Problem statement → The answer must consist of every line from the entries that holds the word "FileSink".

Data to process →
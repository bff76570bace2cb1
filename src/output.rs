//! # Job Output
//!
//! Where printed jobs end up. A real printer burns them onto paper; the
//! emulator writes them to disk so they can be inspected.
//!
//! Files are named after the UTC time the job finished, with `:` replaced
//! by `-` so the names are valid on every filesystem:
//!
//! ```text
//! 2026-10-19T14-03-27.512.png
//! 2026-10-19T14-03-27.512-1.png
//! ```
//!
//! Jobs finishing within the same millisecond get a numeric suffix.

use std::fs::{self, OpenOptions};
use std::io::{self, Write};
use std::path::{Path, PathBuf};
use std::sync::Arc;

use chrono::{DateTime, Utc};
use tracing::info;

use crate::error::CloudPrntError;
use crate::protocol::DecodedImage;

/// A rendered job, ready to be stored.
#[derive(Debug, Clone, PartialEq)]
pub enum JobOutput {
    /// A decoded raster job
    Image(DecodedImage),
    /// A payload already in a standard format, stored as received
    Passthrough { media_type: String, bytes: Vec<u8> },
}

impl JobOutput {
    /// File extension for this output.
    pub fn extension(&self) -> &'static str {
        match self {
            Self::Image(_) => "png",
            Self::Passthrough { media_type, .. } => mime_guess::get_mime_extensions_str(media_type)
                .and_then(|exts| exts.first().copied())
                .unwrap_or("bin"),
        }
    }

    /// Encoded file contents.
    pub fn to_bytes(&self) -> Result<Vec<u8>, CloudPrntError> {
        match self {
            Self::Image(image) => image.to_png(),
            Self::Passthrough { bytes, .. } => Ok(bytes.clone()),
        }
    }
}

/// Receives every successfully rendered job.
pub trait JobSink: Send + Sync {
    fn write(&self, output: &JobOutput) -> Result<(), CloudPrntError>;
}

/// Writes jobs into a directory, one timestamped file per job.
#[derive(Debug, Clone)]
pub struct FileSink {
    dir: PathBuf,
}

impl FileSink {
    pub fn new(dir: impl Into<PathBuf>) -> Self {
        Self { dir: dir.into() }
    }

    pub fn dir(&self) -> &Path {
        &self.dir
    }

    /// Write `output` under a name stamped with `at`. An existing file is
    /// never replaced: clashing names get a `-1`, `-2`, ... suffix.
    fn write_at(&self, output: &JobOutput, at: DateTime<Utc>) -> Result<PathBuf, CloudPrntError> {
        let bytes = output.to_bytes()?;
        fs::create_dir_all(&self.dir)?;

        let extension = output.extension();
        let stem = file_stem(at);
        let mut seq = 0u32;
        loop {
            let name = match seq {
                0 => format!("{}.{}", stem, extension),
                n => format!("{}-{}.{}", stem, n, extension),
            };
            let path = self.dir.join(name);
            match OpenOptions::new().write(true).create_new(true).open(&path) {
                Ok(mut file) => {
                    file.write_all(&bytes)?;
                    return Ok(path);
                }
                Err(e) if e.kind() == io::ErrorKind::AlreadyExists => seq += 1,
                Err(e) => return Err(e.into()),
            }
        }
    }
}

impl JobSink for FileSink {
    fn write(&self, output: &JobOutput) -> Result<(), CloudPrntError> {
        let path = self.write_at(output, Utc::now())?;
        info!("Wrote {}", path.display());
        Ok(())
    }
}

/// Hand an output to the sink on the blocking thread pool.
///
/// PNG encoding and file writes are blocking work.
pub async fn write_blocking(sink: Arc<dyn JobSink>, output: JobOutput) -> Result<(), CloudPrntError> {
    tokio::task::spawn_blocking(move || sink.write(&output))
        .await
        .map_err(|e| CloudPrntError::Io(io::Error::other(format!("Write task failed: {}", e))))?
}

/// Timestamped output file name.
pub fn file_name(at: DateTime<Utc>, extension: &str) -> String {
    format!("{}.{}", file_stem(at), extension)
}

fn file_stem(at: DateTime<Utc>) -> String {
    at.format("%Y-%m-%dT%H:%M:%S%.3f").to_string().replace(':', "-")
}

#[cfg(test)]
mod tests {
    use super::*;
    use crate::protocol::raster;
    use chrono::TimeZone;

    #[test]
    fn test_file_name_has_no_colons() {
        let at = Utc.with_ymd_and_hms(2026, 10, 19, 14, 3, 27).unwrap();
        assert_eq!(file_name(at, "png"), "2026-10-19T14-03-27.000.png");
    }

    #[test]
    fn test_extensions() {
        let image = raster::decode(&raster::encode(8, 1, &[0xFF])).unwrap();
        assert_eq!(JobOutput::Image(image).extension(), "png");

        let png = JobOutput::Passthrough {
            media_type: "image/png".to_string(),
            bytes: vec![],
        };
        assert_eq!(png.extension(), "png");

        let unknown = JobOutput::Passthrough {
            media_type: "application/x-made-up".to_string(),
            bytes: vec![],
        };
        assert_eq!(unknown.extension(), "bin");
    }

    #[test]
    fn test_file_sink_writes_png() {
        let dir = tempfile::tempdir().unwrap();
        let sink = FileSink::new(dir.path().join("out"));

        let image = raster::decode(&raster::encode(16, 4, &[0xAA; 8])).unwrap();
        sink.write(&JobOutput::Image(image)).unwrap();

        let entries: Vec<_> = fs::read_dir(sink.dir()).unwrap().collect();
        assert_eq!(entries.len(), 1);
        let path = entries[0].as_ref().unwrap().path();
        assert_eq!(path.extension().unwrap(), "png");
        assert!(fs::read(&path).unwrap().starts_with(b"\x89PNG"));
    }

    #[test]
    fn test_same_millisecond_jobs_do_not_overwrite() {
        let dir = tempfile::tempdir().unwrap();
        let sink = FileSink::new(dir.path());
        let at = Utc.with_ymd_and_hms(2026, 10, 19, 14, 3, 27).unwrap();

        let first = JobOutput::Passthrough {
            media_type: "image/png".to_string(),
            bytes: b"first".to_vec(),
        };
        let second = JobOutput::Passthrough {
            media_type: "image/png".to_string(),
            bytes: b"second".to_vec(),
        };
        let a = sink.write_at(&first, at).unwrap();
        let b = sink.write_at(&second, at).unwrap();

        assert_eq!(a.file_name().unwrap(), "2026-10-19T14-03-27.000.png");
        assert_eq!(b.file_name().unwrap(), "2026-10-19T14-03-27.000-1.png");
        assert_eq!(fs::read(a).unwrap(), b"first");
        assert_eq!(fs::read(b).unwrap(), b"second");
    }

    #[test]
    fn test_file_sink_passthrough_is_byte_identical() {
        let dir = tempfile::tempdir().unwrap();
        let sink = FileSink::new(dir.path());

        let bytes = b"\x89PNG\r\n\x1a\nnot really".to_vec();
        sink.write(&JobOutput::Passthrough {
            media_type: "image/png".to_string(),
            bytes: bytes.clone(),
        })
        .unwrap();

        let path = fs::read_dir(dir.path()).unwrap().next().unwrap().unwrap().path();
        assert_eq!(fs::read(path).unwrap(), bytes);
    }
}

Answer →
pub struct FileSink {
impl FileSink {
impl JobSink for FileSink {
        let sink = FileSink::new(dir.path().join("out"));
        let sink = FileSink::new(dir.path());
        let sink = FileSink::new(dir.path());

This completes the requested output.